Oliver! taught Marriott many things, not least that a lack of educational qualifications did not equal disaster. For years, successive generations had been told to pass exams and better themselves. At the age of fourteen Steve Marriott had bettered himself on entirely his own terms. He had earnt good money doing something he absolutely adored and had done so without a qualification in his pocket.
So who’s sorry now?
He now knew what he was going to do about school, the place he hated so much. Put simply, he was going to make it vanish. Literally.
‘I remember being selected to go into this art class,’ says Steve’s classmate Ken Hawes, again. ‘I don’t know why. I hated art. It was in a large room with large windows. The school was a big Victorian building. The floor was a plain polished floorboard with gaps between them where they had shrunk over the years.
‘They were creaky floorboards. The desks were in pairs and in several rows across the room. About ten rows in all.’
‘When I walked in for the first time this kid who turned out to be Steve Marriott said, “You’re sitting next to me.” I was the smallest in the year. I weighed under six stone and people always thought I was ill. I sat next to him. I wasn’t at all interested in art and neither was he. I sat there in complete silence and he sat there looking at the art teacher as he got out of his bag several sheets of paper.’
Marriott then proceeded to tear the paper into little squares which he then wrapped around his ruler and stuffed into the floorboard space beneath him.

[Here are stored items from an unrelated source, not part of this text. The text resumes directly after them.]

//! HTTP surface of the planner.
//!
//! Thin handlers over [`SegmentEngine`]: extract, delegate, wrap in the
//! `{success, data}` envelope. All domain rules live in `routeplan`.

use axum::extract::{Path, Query, State};
use axum::response::{IntoResponse, Response};
use axum::routing::{delete, get, post, put};
use axum::{Json, Router};
use http::StatusCode;
use routeplan::{
    Error, NewRoute, NewStop, PlannerStore, Route, RouteId, RouteProvider, RouteSnapshot,
    RouteStop, RouteWithStops, SegmentEngine, Stop, StopId,
};
use serde::{Deserialize, Serialize};

pub fn router<S, P>(engine: SegmentEngine<S, P>) -> Router
where
    S: PlannerStore,
    P: RouteProvider,
{
    use tower_http::cors::{Any, CorsLayer};

    let cors = CorsLayer::new().allow_origin(Any).allow_methods(Any).allow_headers(Any);

    Router::new()
        .route(
            "/api/bus-stop",
            post(create_stop::<S, P>).get(list_stops::<S, P>).delete(delete_stops::<S, P>),
        )
        .route(
            "/api/bus-stop/{id}",
            get(get_stop::<S, P>).put(update_stop::<S, P>).delete(delete_stop::<S, P>),
        )
        .route("/api/bus-stop/{id}/routes", get(stop_routes::<S, P>))
        .route("/api/route", post(create_route::<S, P>).get(list_routes::<S, P>))
        .route("/api/route/{route_id}", put(update_route::<S, P>).delete(delete_route::<S, P>))
        .route("/api/route/{route_id}/bus-stop", post(add_stop::<S, P>))
        .route(
            "/api/route/{route_id}/bus-stop/{stop_id}",
            delete(remove_stop::<S, P>).put(reorder_stops::<S, P>),
        )
        .route("/api/route/{route_id}/bus-stops", delete(remove_stops::<S, P>))
        .route("/api/route/{route_id}/history", get(route_history::<S, P>))
        .layer(cors)
        .with_state(engine)
}

/// Response envelope for successful calls.
#[derive(Debug, Serialize)]
struct Success<T> {
    success: bool,
    data: T,
}

fn success<T: Serialize>(data: T) -> Json<Success<T>> {
    Json(Success { success: true, data })
}

type ApiResult<T> = Result<Json<Success<T>>, HttpError>;

/// Domain error carried to the wire with its mapped status code.
pub struct HttpError {
    status: StatusCode,
    error: Error,
}

impl From<Error> for HttpError {
    fn from(error: Error) -> Self {
        let status = match &error {
            Error::Validation(_) | Error::Duplicate(_) | Error::InvalidOrder(_) => {
                StatusCode::BAD_REQUEST
            }
            Error::NotFound(_) => StatusCode::NOT_FOUND,
            Error::RouteComputation(_) => StatusCode::BAD_GATEWAY,
            Error::Storage(_) => StatusCode::INTERNAL_SERVER_ERROR,
        };
        Self { status, error }
    }
}

impl IntoResponse for HttpError {
    fn into_response(self) -> Response {
        let body = Json(serde_json::json!({
            "success": false,
            "code": self.error.code(),
            "message": self.error.description(),
        }));
        (self.status, body).into_response()
    }
}

#[derive(Debug, Deserialize)]
struct StopListQuery {
    name: Option<String>,
}

#[derive(Debug, Deserialize)]
#[serde(rename_all = "camelCase")]
struct BulkStopIds {
    bus_stop_ids: Vec<StopId>,
}

#[derive(Debug, Deserialize)]
#[serde(rename_all = "camelCase")]
struct AddStopBody {
    bus_stop_id: StopId,
}

#[derive(Debug, Deserialize)]
struct ReorderBody {
    from: u32,
    to: u32,
}

async fn create_stop<S: PlannerStore, P: RouteProvider>(
    State(engine): State<SegmentEngine<S, P>>, Json(payload): Json<NewStop>,
) -> ApiResult<Stop> {
    Ok(success(engine.create_stop(payload).await?))
}

async fn list_stops<S: PlannerStore, P: RouteProvider>(
    State(engine): State<SegmentEngine<S, P>>, Query(query): Query<StopListQuery>,
) -> ApiResult<Vec<Stop>> {
    let name = query.name.as_deref().filter(|needle| !needle.is_empty());
    Ok(success(engine.list_stops(name).await?))
}

async fn delete_stops<S: PlannerStore, P: RouteProvider>(
    State(engine): State<SegmentEngine<S, P>>, Json(payload): Json<BulkStopIds>,
) -> ApiResult<()> {
    engine.delete_stops(&payload.bus_stop_ids).await?;
    Ok(success(()))
}

async fn get_stop<S: PlannerStore, P: RouteProvider>(
    State(engine): State<SegmentEngine<S, P>>, Path(id): Path<StopId>,
) -> ApiResult<Stop> {
    Ok(success(engine.get_stop(id).await?))
}

async fn update_stop<S: PlannerStore, P: RouteProvider>(
    State(engine): State<SegmentEngine<S, P>>, Path(id): Path<StopId>,
    Json(payload): Json<NewStop>,
) -> ApiResult<Stop> {
    let stop = Stop {
        id,
        name: payload.name,
        description: payload.description,
        latitude: payload.latitude,
        longitude: payload.longitude,
    };
    Ok(success(engine.update_stop(stop).await?))
}

async fn delete_stop<S: PlannerStore, P: RouteProvider>(
    State(engine): State<SegmentEngine<S, P>>, Path(id): Path<StopId>,
) -> ApiResult<()> {
    engine.delete_stop(id).await?;
    Ok(success(()))
}

async fn stop_routes<S: PlannerStore, P: RouteProvider>(
    State(engine): State<SegmentEngine<S, P>>, Path(id): Path<StopId>,
) -> ApiResult<Vec<Route>> {
    Ok(success(engine.routes_containing_stop(id).await?))
}

async fn create_route<S: PlannerStore, P: RouteProvider>(
    State(engine): State<SegmentEngine<S, P>>, Json(payload): Json<NewRoute>,
) -> ApiResult<Route> {
    Ok(success(engine.create_route(payload).await?))
}

async fn list_routes<S: PlannerStore, P: RouteProvider>(
    State(engine): State<SegmentEngine<S, P>>,
) -> ApiResult<Vec<RouteWithStops>> {
    Ok(success(engine.list_routes().await?))
}

async fn update_route<S: PlannerStore, P: RouteProvider>(
    State(engine): State<SegmentEngine<S, P>>, Path(route_id): Path<RouteId>,
    Json(payload): Json<NewRoute>,
) -> ApiResult<Route> {
    Ok(success(engine.update_route(Route { id: route_id, name: payload.name }).await?))
}

async fn delete_route<S: PlannerStore, P: RouteProvider>(
    State(engine): State<SegmentEngine<S, P>>, Path(route_id): Path<RouteId>,
) -> ApiResult<()> {
    engine.delete_route(route_id).await?;
    Ok(success(()))
}

async fn add_stop<S: PlannerStore, P: RouteProvider>(
    State(engine): State<SegmentEngine<S, P>>, Path(route_id): Path<RouteId>,
    Json(payload): Json<AddStopBody>,
) -> ApiResult<RouteStop> {
    Ok(success(engine.add_stop_to_route(route_id, payload.bus_stop_id).await?))
}

async fn remove_stop<S: PlannerStore, P: RouteProvider>(
    State(engine): State<SegmentEngine<S, P>>,
    Path((route_id, stop_id)): Path<(RouteId, StopId)>,
) -> ApiResult<()> {
    engine.remove_stop_from_route(route_id, stop_id).await?;
    Ok(success(()))
}

// the reorder payload addresses positions, not the stop in the path
async fn reorder_stops<S: PlannerStore, P: RouteProvider>(
    State(engine): State<SegmentEngine<S, P>>,
    Path((route_id, _stop_id)): Path<(RouteId, StopId)>, Json(payload): Json<ReorderBody>,
) -> ApiResult<()> {
    engine.reorder_stops(route_id, payload.from, payload.to).await?;
    Ok(success(()))
}

async fn remove_stops<S: PlannerStore, P: RouteProvider>(
    State(engine): State<SegmentEngine<S, P>>, Path(route_id): Path<RouteId>,
    Json(payload): Json<BulkStopIds>,
) -> ApiResult<()> {
    engine.remove_stops_from_route(route_id, &payload.bus_stop_ids).await?;
    Ok(success(()))
}

async fn route_history<S: PlannerStore, P: RouteProvider>(
    State(engine): State<SegmentEngine<S, P>>, Path(route_id): Path<RouteId>,
) -> ApiResult<Option<RouteSnapshot>> {
    Ok(success(engine.route_history(route_id).await?))
}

‘Throughout the whole lesson he continued to tear paper and push it through the floorboards,’ Hawes continues. ‘He didn’t do any art at all and of course the teacher wasn’t bothered in the least about anybody that didn’t want to work. Steve just stared at the teacher all the time and carried on tearing up these bits of paper.’
The following week, Marriott again grabbed Hawes and told him, ‘You’re sitting with me.’ He then made him sit one chair up from where they had previously sat. Again, he spent the whole lesson staring at the art teacher as he stuffed bits of paper into the floorboards. The following week, the same scenario was again played out, the two boys again moving up another chair until, as Hawes puts it, ‘Eventually, we had worked our way right across the whole class.’

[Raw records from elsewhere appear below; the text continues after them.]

use std::sync::Arc;

use dashmap::DashMap;
use tokio::sync::{Mutex, OwnedMutexGuard};

use crate::models::RouteId;

/// Per-route mutual exclusion.
///
/// The engine's renumbering logic reads the full ordered link list and
/// writes back a consistent result, so mutations of one route must not
/// interleave. Relocation propagation locks affected routes one at a time.
#[derive(Debug, Clone, Default)]
pub struct RouteLocker {
    inner: Arc<RouteLockerInner>,
}

impl RouteLocker {
    #[must_use]
    pub fn new() -> Self {
        Self::default()
    }

    pub async fn lock(&self, route_id: RouteId) -> RouteLockGuard {
        let lock = self
            .inner
            .locks
            .entry(route_id)
            .or_insert_with(|| Arc::new(Mutex::new(())))
            .clone();
        let guard = lock.lock_owned().await;
        RouteLockGuard { route_id, inner: Arc::clone(&self.inner), guard: Some(guard) }
    }
}

#[derive(Debug, Default)]
struct RouteLockerInner {
    locks: DashMap<RouteId, Arc<Mutex<()>>>,
}

pub struct RouteLockGuard {
    route_id: RouteId,
    inner: Arc<RouteLockerInner>,
    guard: Option<OwnedMutexGuard<()>>,
}

impl Drop for RouteLockGuard {
    fn drop(&mut self) {
        self.guard.take();
        if let Some(entry) = self.inner.locks.get(&self.route_id) {
            if Arc::strong_count(entry.value()) == 1 {
                self.inner.locks.remove(&self.route_id);
            }
        }
    }
}
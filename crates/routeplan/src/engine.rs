use std::collections::HashSet;

use tracing::{debug, info};

use crate::error::{Error, Result};
use crate::history;
use crate::locks::RouteLocker;
use crate::models::{
    Leg, LegMetrics, NewRoute, NewStop, Route, RouteId, RouteSnapshot, RouteStop, RouteWithStops,
    Stop, StopId,
};
use crate::provider::RouteProvider;
use crate::store::{PlannerStore, StoreTx};

/// Maintains each route's ordered stop sequence and per-leg metrics.
///
/// Every mutation follows the same shape: take the route's lock, open one
/// transaction, capture the history snapshot, apply the structural edit,
/// recompute exactly the legs whose predecessor changed, commit. A provider
/// or storage failure abandons the transaction, so the route never holds a
/// partially applied edit.
#[derive(Debug, Clone)]
pub struct SegmentEngine<S, P> {
    store: S,
    provider: P,
    locks: RouteLocker,
}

Finally, after about ten weeks, Marriott was sitting against the wall at the far end. Halfway through the lesson, he dipped into his pocket and pulled out a box of matches. He lit the match under his desk and then dropped it down the floorboards.
‘Suddenly,’ Hawes says, ‘smoke just shot out of the floor. The fire caught on in no time at all and everybody scrambled down the stairs. The playground was right underneath the art room and that’s where everybody had to gather and stand in line. Marriott turned to me and said, “You didn’t see a fucking thing, alright?”’
It was a sizeable fire and the fire brigade had some trouble bringing it under control. All the time, Stephen Peter Marriott stood in the playground watching the proceedings, his face betraying nothing, but a huge grin was writ large upon his soul.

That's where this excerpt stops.